The CDC provided the following details about the chicken products believed impacted by the listeria outbreak:

  • Shipped nationwide to retailers and institutions including hospitals, nursing facilities, restaurants, schools and Department of Defense locations
  • Products include frozen, fully cooked chicken strips, diced chicken, chicken wing sections, and fully cooked pizza with chicken
  • Products were sold under many brands including Tyson, Jet’s Pizza, Casey’s General Store, Marco’s Pizza, and Little Caesars
  • The products subject to recall bear establishment number “EST. P-7089” on the product bag or inside the USDA mark of inspection
  • See the complete list of recalled productsexternal icon, including product and date codes, on the USDA-FSIS website

The CDC asks that the public do the following:

  • Do not eat any recalled products. Throw them away or return them to where you bought them.
  • Follow these five steps to clean your refrigerator, containers, and surfaces that may have touched the recalled products. Listeria can survive in the refrigerator and can easily spread to other foods and surfaces.
  • Call your healthcare provider right away if you have these symptoms after eating recalled products:
    • If you are pregnant: Fever and muscle aches. Your illness may be mild, but Listeria can cause pregnancy loss or premature birth. It can also cause serious illness or death in newborns.
    • If you are not pregnant: Headache, stiff neck, confusion, loss of balance, and convulsions, in addition to fever and muscle aches.

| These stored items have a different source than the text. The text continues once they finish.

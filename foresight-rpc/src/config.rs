//! Configuration for the Foresight RPC proxy.

use std::time::Duration;

use alloy_primitives::Address;
use anyhow::{Context, Result};

use crate::ethrpc::RetryPolicy;
use crate::wire::parse_address;

#[derive(Debug, Clone)]
pub struct Config {
    /// Upstream Ethereum RPC URL. Reads are proxied here and simulations run
    /// against it.
    pub upstream_rpc_url: String,

    /// Where approved requests are forwarded for signing. Defaults to the
    /// upstream node.
    pub signer_rpc_url: String,

    /// Host to bind to
    pub host: String,

    /// Port to listen on
    pub port: u16,

    /// Keep the cached latest block fresh with a polling loop
    pub block_polling_enabled: bool,

    pub block_polling_interval_ms: u64,

    /// Per-request HTTP timeout towards the node
    pub rpc_timeout_ms: u64,

    /// Retries for transient RPC failures
    pub rpc_retries: u32,

    /// Linear backoff step between retries
    pub rpc_backoff_ms: u64,

    /// Seconds between overlay blocks when a transaction asks for a new one
    pub default_block_time_secs: u64,

    /// Simulate every request as if sent by this address
    pub impersonation_address: Option<Address>,

    /// How long a confirmation may wait for a decision before it counts as
    /// rejected. 0 waits forever.
    pub confirmation_timeout_secs: u64,
}

impl Config {
    pub fn from_env() -> Result<Self> {
        Self::from_lookup(|key| std::env::var(key).ok())
    }

    /// Build from any key lookup. `from_env` passes the process environment.
    pub fn from_lookup(lookup: impl Fn(&str) -> Option<String>) -> Result<Self> {
        let var = |key: &str, default: &str| lookup(key).unwrap_or_else(|| default.to_string());

        let upstream_rpc_url = var("FORESIGHT_UPSTREAM_RPC", "http://127.0.0.1:8545");
        let impersonation_address = match lookup("FORESIGHT_IMPERSONATE") {
            Some(raw) if !raw.is_empty() => Some(
                parse_address(&raw).context("Invalid FORESIGHT_IMPERSONATE")?,
            ),
            _ => None,
        };

        Ok(Config {
            signer_rpc_url: lookup("FORESIGHT_SIGNER_RPC").unwrap_or_else(|| upstream_rpc_url.clone()),
            upstream_rpc_url,
            host: var("FORESIGHT_HOST", "127.0.0.1"),
            port: var("FORESIGHT_PORT", "8546")
                .parse()
                .context("Invalid FORESIGHT_PORT")?,
            block_polling_enabled: var("FORESIGHT_BLOCK_POLLING", "true")
                .parse()
                .unwrap_or(true),
            block_polling_interval_ms: var("FORESIGHT_POLL_INTERVAL_MS", "4000")
                .parse()
                .unwrap_or(4_000),
            rpc_timeout_ms: var("FORESIGHT_RPC_TIMEOUT_MS", "10000")
                .parse()
                .context("Invalid FORESIGHT_RPC_TIMEOUT_MS")?,
            rpc_retries: var("FORESIGHT_RPC_RETRIES", "3").parse().unwrap_or(3),
            rpc_backoff_ms: var("FORESIGHT_RPC_BACKOFF_MS", "250")
                .parse()
                .unwrap_or(250),
            default_block_time_secs: var("FORESIGHT_BLOCK_TIME_SECS", "12")
                .parse()
                .context("Invalid FORESIGHT_BLOCK_TIME_SECS")?,
            impersonation_address,
            confirmation_timeout_secs: var("FORESIGHT_CONFIRMATION_TIMEOUT_SECS", "0")
                .parse()
                .unwrap_or(0),
        })
    }

    pub fn listen_addr(&self) -> String {
        format!("{}:{}", self.host, self.port)
    }

    pub fn rpc_timeout(&self) -> Duration {
        Duration::from_millis(self.rpc_timeout_ms)
    }

    pub fn retry_policy(&self) -> RetryPolicy {
        RetryPolicy {
            retries: self.rpc_retries,
            backoff: Duration::from_millis(self.rpc_backoff_ms),
        }
    }

    pub fn polling_interval(&self) -> Duration {
        Duration::from_millis(self.block_polling_interval_ms)
    }

    pub fn settings(&self) -> Settings {
        Settings {
            block_time_secs: self.default_block_time_secs,
            impersonation_address: self.impersonation_address,
            confirmation_timeout: (self.confirmation_timeout_secs > 0)
                .then(|| Duration::from_secs(self.confirmation_timeout_secs)),
        }
    }
}

/// The part of the configuration the engine and confirmation flow read.
/// Taken once at startup and never mutated.
#[derive(Debug, Clone, PartialEq, Eq)]
pub struct Settings {
    pub block_time_secs: u64,
    pub impersonation_address: Option<Address>,
    pub confirmation_timeout: Option<Duration>,
}

impl Default for Settings {
    fn default() -> Self {
        Self {
            block_time_secs: 12,
            impersonation_address: None,
            confirmation_timeout: None,
        }
    }
}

The CDC asks that businesses do the following:

  • Do not serve or sell recalled products.
  • Long-term care facilities, hospitals, and other facilities that serve people at higher risk for severe Listeria illness should take extra precautions.
    • Listeria is particularly harmful to people who are 65 years or older, pregnant, or have a weakened immune system.
    • All of the sick people in this outbreak ate foods served at a long-term care facility or hospital.
  • Follow USDA-FSIS’s guidanceexternal icon to prevent the spread and growth of Listeria.

The CDC states that listeria symptoms are as follows:

  • Listeria can cause severe illness (known as invasive listeriosis) when the bacteria spread beyond the gut to other parts of the body.
    • Pregnant people, adults 65 years or older, and people with weakened immune systems are at higher risk for severe illness.
  • Symptoms of severe illness usually start 1 to 4 weeks after eating contaminated food. However, symptoms can start as late as 10 weeks after.
    • Pregnant people usually experience only fever, fatigue, and muscle aches. However, Listeria can cause pregnancy loss or premature birth. It can also cause serious illness or death in newborns.
    • People who are not pregnant may experience headache, stiff neck, confusion, loss of balance, and convulsions, in addition to fever and muscle aches.
  • Listeria can also cause common food poisoning symptoms, like diarrhea and fever. People who experience these symptoms usually recover without treatment.